Nel frattempo, come se non bastasse la TARI, il Consiglio comunale ha respinto anche le mozioni contro i nuovi parcheggi blu in viale Vittorio Veneto. Un’altra mazzata per il commercio. Perché quando un cliente deve pagare anche solo per entrare in centro, spesso rinuncia. E se ne va altrove. Le spiegazioni del sindaco Claudio Castello sono state un trattato di urbanistica d'accatto: “Bisogna aumentare il coefficiente di rotazione degli stalli”, ha detto. E giù con dati, paragoni con Chieri, formule da manuale tecnico. Ma intanto i commercianti vedono i loro incassi calare. E i clienti diminuire. Il centro storico si svuota. I negozi chiudono. E la politica cosa fa? Misura i centimetri dei marciapiedi.

A nulla sono servite le parole accorate delle minoranze. Falbo ha denunciato la gestione arrogante della seduta: “Mai visto un presidente del Consiglio trattare così dei cittadini”. Clara Marta ha ricordato che i commercianti non chiedono solo sconti, ma visione, rispetto, centralità. Claudia Buo ha ripetuto fino allo sfinimento che i soldi ci sono e che tenerli fermi in avanzo di amministrazione è un paradosso politico. Ma la maggioranza è rimasta sorda. Sorda e cieca. “Abbiamo perso tutti”, ha scritto Bruno Prestia, commentando a caldo quanto accaduto. Ed è vero. Perché una città che non sa ascoltare è una città che si arrende. Una città che perde la sua anima.

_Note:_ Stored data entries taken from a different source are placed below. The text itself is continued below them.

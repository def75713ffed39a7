//! PostgreSQL implementation of performance aggregation.

use async_trait::async_trait;
use serde_json::json;
use sqlx::PgPool;
use std::sync::Arc;

use crate::domain::entities::ProductType;
use crate::domain::repositories::analytics_repository::{commission, conversion_rate};
use crate::domain::repositories::{
    AnalyticsRepository, PartnerPerformance, PerformanceFilter, ProductPerformance,
};
use crate::error::AppError;

/// PostgreSQL repository for product and partner performance.
///
/// Clicks are joined with `LEFT JOIN` so products and partners without
/// clicks in range still appear with zero totals.
pub struct PgAnalyticsRepository {
    pool: Arc<PgPool>,
}

impl PgAnalyticsRepository {
    /// Creates a new repository with a database connection pool.
    pub fn new(pool: Arc<PgPool>) -> Self {
        Self { pool }
    }
}

#[derive(sqlx::FromRow)]
struct ProductPerformanceRow {
    product_id: String,
    product_name: String,
    product_type: String,
    partner_id: String,
    total_clicks: i64,
    total_conversions: i64,
    revenue: f64,
}

impl TryFrom<ProductPerformanceRow> for ProductPerformance {
    type Error = AppError;

    fn try_from(row: ProductPerformanceRow) -> Result<Self, Self::Error> {
        let product_type: ProductType = row.product_type.parse().map_err(|e| {
            AppError::internal(
                "Corrupt product record",
                json!({ "product_id": row.product_id, "reason": format!("{e}") }),
            )
        })?;

        Ok(Self {
            conversion_rate: conversion_rate(row.total_clicks, row.total_conversions),
            product_id: row.product_id,
            product_name: row.product_name,
            product_type,
            partner_id: row.partner_id,
            total_clicks: row.total_clicks,
            total_conversions: row.total_conversions,
            revenue: row.revenue,
        })
    }
}

#[derive(sqlx::FromRow)]
struct PartnerPerformanceRow {
    partner_id: String,
    partner_name: String,
    is_active: bool,
    commission_rate: Option<f64>,
    total_clicks: i64,
    total_conversions: i64,
    revenue: f64,
}

impl From<PartnerPerformanceRow> for PartnerPerformance {
    fn from(row: PartnerPerformanceRow) -> Self {
        Self {
            conversion_rate: conversion_rate(row.total_clicks, row.total_conversions),
            commission: commission(row.revenue, row.commission_rate),
            partner_id: row.partner_id,
            partner_name: row.partner_name,
            is_active: row.is_active,
            total_clicks: row.total_clicks,
            total_conversions: row.total_conversions,
            revenue: row.revenue,
        }
    }
}

#[async_trait]
impl AnalyticsRepository for PgAnalyticsRepository {
    async fn product_performance(
        &self,
        filter: PerformanceFilter,
    ) -> Result<Vec<ProductPerformance>, AppError> {
        let rows: Vec<ProductPerformanceRow> = sqlx::query_as(
            r#"
            SELECT
                pr.id AS product_id,
                pr.name AS product_name,
                pr.product_type,
                pr.partner_id,
                COUNT(c.id) AS total_clicks,
                COUNT(c.id) FILTER (WHERE c.converted) AS total_conversions,
                COALESCE(SUM(c.conversion_value) FILTER (WHERE c.converted), 0::double precision)
                    AS revenue
            FROM affiliate_products pr
            LEFT JOIN affiliate_clicks c ON c.product_id = pr.id
                AND ($1::timestamptz IS NULL OR c.created_at >= $1)
                AND ($2::timestamptz IS NULL OR c.created_at <= $2)
            WHERE ($3::text IS NULL OR pr.partner_id = $3)
            GROUP BY pr.id, pr.name, pr.product_type, pr.partner_id
            ORDER BY total_clicks DESC, pr.id ASC
            LIMIT $4
            "#,
        )
        .bind(filter.from_date)
        .bind(filter.to_date)
        .bind(&filter.partner_id)
        .bind(filter.limit)
        .fetch_all(self.pool.as_ref())
        .await?;

        rows.into_iter().map(ProductPerformance::try_from).collect()
    }

    async fn partner_performance(
        &self,
        filter: PerformanceFilter,
    ) -> Result<Vec<PartnerPerformance>, AppError> {
        let rows: Vec<PartnerPerformanceRow> = sqlx::query_as(
            r#"
            SELECT
                p.id AS partner_id,
                p.name AS partner_name,
                p.is_active,
                p.commission_rate,
                COUNT(c.id) AS total_clicks,
                COUNT(c.id) FILTER (WHERE c.converted) AS total_conversions,
                COALESCE(SUM(c.conversion_value) FILTER (WHERE c.converted), 0::double precision)
                    AS revenue
            FROM affiliate_partners p
            LEFT JOIN affiliate_clicks c ON c.partner_id = p.id
                AND ($1::timestamptz IS NULL OR c.created_at >= $1)
                AND ($2::timestamptz IS NULL OR c.created_at <= $2)
            WHERE ($3::text IS NULL OR p.id = $3)
            GROUP BY p.id, p.name, p.is_active, p.commission_rate
            ORDER BY total_clicks DESC, p.id ASC
            LIMIT $4
            "#,
        )
        .bind(filter.from_date)
        .bind(filter.to_date)
        .bind(&filter.partner_id)
        .bind(filter.limit)
        .fetch_all(self.pool.as_ref())
        .await?;

        Ok(rows.into_iter().map(PartnerPerformance::from).collect())
    }
}
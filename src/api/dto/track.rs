//! DTOs for click tracking and redirects.

use serde::{Deserialize, Serialize};
use validator::Validate;

use crate::application::services::TrackClickInput;
use crate::domain::entities::CampaignParams;
use crate::utils::client_info::ClientInfo;
use crate::utils::tracking_id::IDENTIFIER_RE;

/// Body of `POST /api/affiliate/track`.
///
/// Network metadata is taken from the transport, never from the body.
#[derive(Debug, Deserialize, Validate)]
#[serde(rename_all = "camelCase")]
pub struct TrackRequest {
    #[serde(default)]
    #[validate(regex(path = "*IDENTIFIER_RE", message = "must be 1-64 characters of [A-Za-z0-9_-]"))]
    pub partner_id: String,

    #[serde(default)]
    #[validate(regex(path = "*IDENTIFIER_RE", message = "must be 1-64 characters of [A-Za-z0-9_-]"))]
    pub product_id: String,

    #[validate(length(max = 128))]
    pub user_id: Option<String>,

    #[validate(regex(path = "*IDENTIFIER_RE", message = "must be 1-64 characters of [A-Za-z0-9_-]"))]
    pub session_id: Option<String>,

    #[validate(length(max = 255))]
    pub utm_source: Option<String>,
    #[validate(length(max = 255))]
    pub utm_medium: Option<String>,
    #[validate(length(max = 255))]
    pub utm_campaign: Option<String>,
}

impl TrackRequest {
    pub fn into_input(self, client: ClientInfo) -> TrackClickInput {
        TrackClickInput {
            partner_id: self.partner_id,
            product_id: self.product_id,
            ip_address: Some(client.ip_address),
            user_agent: Some(client.user_agent),
            referrer: client.referrer,
            session_id: self.session_id,
            user_id: self.user_id,
            campaign: CampaignParams::new(self.utm_source, self.utm_medium, self.utm_campaign),
        }
    }
}

#[derive(Debug, Serialize)]
#[serde(rename_all = "camelCase")]
pub struct TrackResponse {
    pub tracking_id: String,
}

/// Query of `GET /api/affiliate/redirect`, as produced by generated links.
#[derive(Debug, Deserialize)]
pub struct RedirectQuery {
    #[serde(default)]
    pub p: String,
    #[serde(default)]
    pub pr: String,
    /// Session id of the reader, when the referring page knows it.
    pub sid: Option<String>,
    pub utm_source: Option<String>,
    pub utm_medium: Option<String>,
    pub utm_campaign: Option<String>,
}

impl RedirectQuery {
    pub fn into_input(self, client: ClientInfo) -> TrackClickInput {
        TrackClickInput {
            partner_id: self.p,
            product_id: self.pr,
            ip_address: Some(client.ip_address),
            user_agent: Some(client.user_agent),
            referrer: client.referrer,
            session_id: self.sid.filter(|sid| !sid.is_empty()),
            user_id: None,
            campaign: CampaignParams::new(self.utm_source, self.utm_medium, self.utm_campaign),
        }
    }
}
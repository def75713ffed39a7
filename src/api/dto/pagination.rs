//! Pagination, date range and report query parameters.

use chrono::{DateTime, NaiveDate, NaiveTime, Utc};
use serde::Deserialize;
use serde_with::{DisplayFromStr, serde_as};

use crate::application::services::{ClickQuery, DateRange};
use crate::error::{AppError, FieldErrors};

/// Date range filtering parameters.
///
/// Accepts RFC 3339 timestamps or plain `YYYY-MM-DD` dates. A plain
/// `endDate` covers the whole day.
#[derive(Debug, Default, Deserialize)]
#[serde(rename_all = "camelCase")]
pub struct DateFilterParams {
    pub start_date: Option<String>,
    pub end_date: Option<String>,
}

impl DateFilterParams {
    fn collect(&self, errors: &mut FieldErrors) -> DateRange {
        DateRange::new(
            parse_bound(errors, "startDate", self.start_date.as_deref(), false),
            parse_bound(errors, "endDate", self.end_date.as_deref(), true),
        )
    }

    pub fn to_range(&self) -> Result<DateRange, AppError> {
        let mut errors = FieldErrors::new();
        let range = self.collect(&mut errors);
        errors.into_result()?;
        Ok(range)
    }
}

fn parse_bound(
    errors: &mut FieldErrors,
    field: &str,
    value: Option<&str>,
    end_of_day: bool,
) -> Option<DateTime<Utc>> {
    let value = value.map(str::trim).filter(|v| !v.is_empty())?;

    if let Ok(at) = DateTime::parse_from_rfc3339(value) {
        return Some(at.with_timezone(&Utc));
    }

    match NaiveDate::parse_from_str(value, "%Y-%m-%d") {
        Ok(date) => {
            let time = if end_of_day {
                NaiveTime::from_hms_milli_opt(23, 59, 59, 999)
            } else {
                Some(NaiveTime::MIN)
            };
            time.map(|t| date.and_time(t).and_utc())
        }
        Err(_) => {
            errors.add(field, "must be an RFC 3339 timestamp or a YYYY-MM-DD date");
            None
        }
    }
}

/// Query of `GET /api/affiliate/clicks/{partnerId}`.
///
/// Uses `serde_with` to parse numbers and flags from query strings.
#[serde_as]
#[derive(Debug, Deserialize)]
pub struct ClicksQueryParams {
    #[serde_as(as = "Option<DisplayFromStr>")]
    #[serde(default)]
    pub page: Option<i64>,

    #[serde_as(as = "Option<DisplayFromStr>")]
    #[serde(default)]
    pub limit: Option<i64>,

    #[serde(flatten)]
    pub date_filter: DateFilterParams,

    #[serde_as(as = "Option<DisplayFromStr>")]
    #[serde(default)]
    pub converted: Option<bool>,
}

impl ClicksQueryParams {
    pub fn to_query(&self) -> Result<ClickQuery, AppError> {
        Ok(ClickQuery {
            page: self.page,
            limit: self.limit,
            range: self.date_filter.to_range()?,
            converted: self.converted,
        })
    }
}

/// Query of `GET /api/affiliate/performance/products`.
#[serde_as]
#[derive(Debug, Deserialize)]
#[serde(rename_all = "camelCase")]
pub struct ProductPerformanceParams {
    #[serde(flatten)]
    pub date_filter: DateFilterParams,

    pub partner_id: Option<String>,

    #[serde_as(as = "Option<DisplayFromStr>")]
    #[serde(default)]
    pub limit: Option<i64>,
}

/// Query of `GET /api/affiliate/export`.
#[derive(Debug, Deserialize)]
pub struct ExportParams {
    #[serde(rename = "type", default)]
    pub kind: Option<String>,

    #[serde(flatten)]
    pub date_filter: DateFilterParams,
}
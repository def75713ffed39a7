//! Utility functions for identifiers, URL building and request metadata.
//!
//! - [`tracking_id`] - Tracking id generation and identifier validation
//! - [`url_builder`] - Affiliate link and destination URL construction
//! - [`client_info`] - Client IP, user agent, referrer and cookie extraction
//! - [`csv_export`] - CSV serialization of report rows

pub mod client_info;
pub mod csv_export;
pub mod tracking_id;
pub mod url_builder;
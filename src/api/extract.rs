//! Request extractors shared by the handlers.

use axum::{
    extract::{ConnectInfo, FromRequestParts},
    http::request::Parts,
};
use std::convert::Infallible;
use std::net::SocketAddr;

use crate::state::AppState;
use crate::utils::client_info::ClientInfo;

/// Client metadata of the current request.
///
/// The peer address is only present when the server was started with
/// connect info; without it the IP falls back to `unknown`.
pub struct ClientContext(pub ClientInfo);

impl FromRequestParts<AppState> for ClientContext {
    type Rejection = Infallible;

    async fn from_request_parts(parts: &mut Parts, state: &AppState) -> Result<Self, Self::Rejection> {
        let peer = parts
            .extensions
            .get::<ConnectInfo<SocketAddr>>()
            .map(|ConnectInfo(addr)| *addr);

        Ok(ClientContext(ClientInfo::from_request(
            &parts.headers,
            peer,
            state.behind_proxy,
        )))
    }
}
//! PostgreSQL repository implementations.
//!
//! Concrete implementations of domain repository traits using SQLx runtime
//! queries mapped through `FromRow` row structs.
//!
//! # Repositories
//!
//! - [`PgRegistryRepository`] - Partner and product lookup
//! - [`PgClickRepository`] - Click storage and conversion attribution
//! - [`PgAnalyticsRepository`] - Performance aggregation
//! - [`PgTokenRepository`] - Admin token storage and validation

pub mod pg_analytics_repository;
pub mod pg_click_repository;
pub mod pg_registry_repository;
pub mod pg_token_repository;

pub use pg_analytics_repository::PgAnalyticsRepository;
pub use pg_click_repository::PgClickRepository;
pub use pg_registry_repository::PgRegistryRepository;
pub use pg_token_repository::PgTokenRepository;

La mozione – che chiedeva non solo di rivedere i costi, ma anche di convocare SETA Spa in commissione per verificare la qualità del servizio, introdurre sistemi premianti come la TARI puntuale, e soprattutto modificare il regolamento sulle sanzioni automatiche – non era un capriccio dell’opposizione. Era un appello al buon senso. Era una proposta di giustizia fiscale. Era la voce di chi ancora crede che un Comune debba servire i cittadini, non vessarli.

Ma forse a Chivasso è rimasto solo il teatrino. Quello dove il presidente del Consiglio ammonisce il pubblico fatto di commercianti e contribuenti come fosse una curva da stadio. Quello dove si governa per principio, non per necessità. Quello dove, come ha detto perfettamente Claudia Buo, l’avanzo di bilancio è visto come una medaglia, anziché come la dimostrazione che i soldi dei cittadini non sono stati restituiti in servizi. Il resto è fumo. Tecnica. E arroganza.